MATERIALS PROVIDED -
//! Content-addressed entities and canonical encoding.
//!
//! An [`Entity`] pairs an object with its CID. The invariant enforced
//! everywhere downstream is `entity.id == hash(canonical(entity.object))`;
//! a violation means the store is corrupt and is always fatal.

use crate::cid::{Cid, CidConfig};
use crate::store::CasError;
use serde::de::DeserializeOwned;
use serde::{Deserialize, Serialize};
use serde_json::Value;

/// Canonical byte encoding of a JSON value.
///
/// `serde_json`'s default `Map` is BTreeMap-backed, so object keys come out
/// sorted; together with compact separators this makes the encoding
/// deterministic. The `preserve_order` feature must stay off.
pub fn canonical_bytes(value: &Value) -> Vec<u8> {
    serde_json::to_vec(value).expect("json value serialization is infallible")
}

/// A content-addressed object: its CID plus the raw JSON payload.
#[derive(Clone, Debug, PartialEq, Eq, Serialize, Deserialize)]
pub struct Entity {
    pub id: Cid,
    pub object: Value,
}

impl Entity {
    /// Check that the claimed id matches the object's hash.
    pub fn verify(&self, config: &CidConfig) -> bool {
        config.hash(&canonical_bytes(&self.object)) == self.id
    }

    /// Deserialize the payload into a typed object.
    pub fn decode<T: DeserializeOwned>(&self) -> Result<T, CasError> {
        serde_json::from_value(self.object.clone())
            .map_err(|e| CasError::Serialization(e.to_string()))
    }
}

/// Hash an object under `config` and wrap it as an [`Entity`].
pub fn derive_entity(object: Value, config: &CidConfig) -> Entity {
    let id = config.hash(&canonical_bytes(&object));
    Entity { id, object }
}

/// Serialize a typed object and derive its entity.
pub fn derive_typed<T: Serialize>(object: &T, config: &CidConfig) -> Result<Entity, CasError> {
    let value =
        serde_json::to_value(object).map_err(|e| CasError::Serialization(e.to_string()))?;
    Ok(derive_entity(value, config))
}

#[cfg(test)]
mod tests {
    use super::*;
    use serde_json::json;

    #[test]
    fn test_derive_matches_hash() {
        let config = CidConfig::default();
        let object = json!({"text": "hello", "links": []});
        let entity = derive_entity(object.clone(), &config);
        assert_eq!(entity.id, config.hash(&canonical_bytes(&object)));
        assert!(entity.verify(&config));
    }

    #[test]
    fn test_key_order_irrelevant() {
        let config = CidConfig::default();
        let a: Value = serde_json::from_str(r#"{"b": 1, "a": 2}"#).unwrap();
        let b: Value = serde_json::from_str(r#"{"a": 2, "b": 1}"#).unwrap();
        assert_eq!(derive_entity(a, &config).id, derive_entity(b, &config).id);
    }

    #[test]
    fn test_tampered_entity_fails_verify() {
        let config = CidConfig::default();
        let mut entity = derive_entity(json!({"text": "x"}), &config);
        entity.object = json!({"text": "y"});
        assert!(!entity.verify(&config));
    }

    #[test]
    fn test_nested_canonical() {
        let config = CidConfig::default();
        let a: Value = serde_json::from_str(r#"{"outer": {"b": 1, "a": [1, 2]}}"#).unwrap();
        let b: Value = serde_json::from_str(r#"{"outer": {"a": [1, 2], "b": 1}}"#).unwrap();
        assert_eq!(canonical_bytes(&a), canonical_bytes(&b));
    }
}
//! Property-based tests for content addressing.
//!
//! These verify the determinism contract the rest of the engine stands on:
//!  - hash(o) == hash(o) for any object o
//!  - derive(o).id == hash(o)
//!  - key insertion order never changes the CID

use evees_cas::{canonical_bytes, derive_entity, CidConfig};
use proptest::prelude::*;
use serde_json::{json, Value};

/// Generate small JSON objects with string/number/array/nested-object fields.
fn value_strategy() -> impl Strategy<Value = Value> {
    let leaf = prop_oneof![
        "[a-z]{0,8}".prop_map(Value::from),
        any::<i32>().prop_map(Value::from),
        any::<bool>().prop_map(Value::from),
    ];
    leaf.prop_recursive(3, 16, 4, |inner| {
        prop_oneof![
            prop::collection::vec(inner.clone(), 0..4).prop_map(Value::from),
            prop::collection::btree_map("[a-z]{1,6}", inner, 0..4)
                .prop_map(|m| json!(m)),
        ]
    })
}

proptest! {
    #[test]
    fn hash_deterministic(value in value_strategy()) {
        let config = CidConfig::default();
        prop_assert_eq!(
            config.hash(&canonical_bytes(&value)),
            config.hash(&canonical_bytes(&value))
        );
    }

    #[test]
    fn derive_id_matches_hash(value in value_strategy()) {
        let config = CidConfig::default();
        let entity = derive_entity(value.clone(), &config);
        prop_assert_eq!(entity.id, config.hash(&canonical_bytes(&value)));
        prop_assert!(entity.verify(&config));
    }

    #[test]
    fn distinct_objects_distinct_ids(a in value_strategy(), b in value_strategy()) {
        prop_assume!(a != b);
        let config = CidConfig::default();
        prop_assert_ne!(
            derive_entity(a, &config).id,
            derive_entity(b, &config).id
        );
    }
}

EXERCISE -
Set down each line of the data precisely as it appears above.

EXERCISE SOLUTION -
//! Content-addressed entities and canonical encoding.
//!
//! An [`Entity`] pairs an object with its CID. The invariant enforced
//! everywhere downstream is `entity.id == hash(canonical(entity.object))`;
//! a violation means the store is corrupt and is always fatal.

use crate::cid::{Cid, CidConfig};
use crate::store::CasError;
use serde::de::DeserializeOwned;
use serde::{Deserialize, Serialize};
use serde_json::Value;

/// Canonical byte encoding of a JSON value.
///
/// `serde_json`'s default `Map` is BTreeMap-backed, so object keys come out
/// sorted; together with compact separators this makes the encoding
/// deterministic. The `preserve_order` feature must stay off.
pub fn canonical_bytes(value: &Value) -> Vec<u8> {
    serde_json::to_vec(value).expect("json value serialization is infallible")
}

/// A content-addressed object: its CID plus the raw JSON payload.
#[derive(Clone, Debug, PartialEq, Eq, Serialize, Deserialize)]
pub struct Entity {
    pub id: Cid,
    pub object: Value,
}

impl Entity {
    /// Check that the claimed id matches the object's hash.
    pub fn verify(&self, config: &CidConfig) -> bool {
        config.hash(&canonical_bytes(&self.object)) == self.id
    }

    /// Deserialize the payload into a typed object.
    pub fn decode<T: DeserializeOwned>(&self) -> Result<T, CasError> {
        serde_json::from_value(self.object.clone())
            .map_err(|e| CasError::Serialization(e.to_string()))
    }
}

/// Hash an object under `config` and wrap it as an [`Entity`].
pub fn derive_entity(object: Value, config: &CidConfig) -> Entity {
    let id = config.hash(&canonical_bytes(&object));
    Entity { id, object }
}

/// Serialize a typed object and derive its entity.
pub fn derive_typed<T: Serialize>(object: &T, config: &CidConfig) -> Result<Entity, CasError> {
    let value =
        serde_json::to_value(object).map_err(|e| CasError::Serialization(e.to_string()))?;
    Ok(derive_entity(value, config))
}

#[cfg(test)]
mod tests {
    use super::*;
    use serde_json::json;

    #[test]
    fn test_derive_matches_hash() {
        let config = CidConfig::default();
        let object = json!({"text": "hello", "links": []});
        let entity = derive_entity(object.clone(), &config);
        assert_eq!(entity.id, config.hash(&canonical_bytes(&object)));
        assert!(entity.verify(&config));
    }

    #[test]
    fn test_key_order_irrelevant() {
        let config = CidConfig::default();
        let a: Value = serde_json::from_str(r#"{"b": 1, "a": 2}"#).unwrap();
        let b: Value = serde_json::from_str(r#"{"a": 2, "b": 1}"#).unwrap();
        assert_eq!(derive_entity(a, &config).id, derive_entity(b, &config).id);
    }

    #[test]
    fn test_tampered_entity_fails_verify() {
        let config = CidConfig::default();
        let mut entity = derive_entity(json!({"text": "x"}), &config);
        entity.object = json!({"text": "y"});
        assert!(!entity.verify(&config));
    }

    #[test]
    fn test_nested_canonical() {
        let config = CidConfig::default();
        let a: Value = serde_json::from_str(r#"{"outer": {"b": 1, "a": [1, 2]}}"#).unwrap();
        let b: Value = serde_json::from_str(r#"{"outer": {"a": [1, 2], "b": 1}}"#).unwrap();
        assert_eq!(canonical_bytes(&a), canonical_bytes(&b));
    }
}
//! Property-based tests for content addressing.
//!
//! These verify the determinism contract the rest of the engine stands on:
//!  - hash(o) == hash(o) for any object o
//!  - derive(o).id == hash(o)
//!  - key insertion order never changes the CID

use evees_cas::{canonical_bytes, derive_entity, CidConfig};
use proptest::prelude::*;
use serde_json::{json, Value};

/// Generate small JSON objects with string/number/array/nested-object fields.
fn value_strategy() -> impl Strategy<Value = Value> {
    let leaf = prop_oneof![
        "[a-z]{0,8}".prop_map(Value::from),
        any::<i32>().prop_map(Value::from),
        any::<bool>().prop_map(Value::from),
    ];
    leaf.prop_recursive(3, 16, 4, |inner| {
        prop_oneof![
            prop::collection::vec(inner.clone(), 0..4).prop_map(Value::from),
            prop::collection::btree_map("[a-z]{1,6}", inner, 0..4)
                .prop_map(|m| json!(m)),
        ]
    })
}

proptest! {
    #[test]
    fn hash_deterministic(value in value_strategy()) {
        let config = CidConfig::default();
        prop_assert_eq!(
            config.hash(&canonical_bytes(&value)),
            config.hash(&canonical_bytes(&value))
        );
    }

    #[test]
    fn derive_id_matches_hash(value in value_strategy()) {
        let config = CidConfig::default();
        let entity = derive_entity(value.clone(), &config);
        prop_assert_eq!(entity.id, config.hash(&canonical_bytes(&value)));
        prop_assert!(entity.verify(&config));
    }

    #[test]
    fn distinct_objects_distinct_ids(a in value_strategy(), b in value_strategy()) {
        prop_assume!(a != b);
        let config = CidConfig::default();
        prop_assert_ne!(
            derive_entity(a, &config).id,
            derive_entity(b, &config).id
        );
    }
}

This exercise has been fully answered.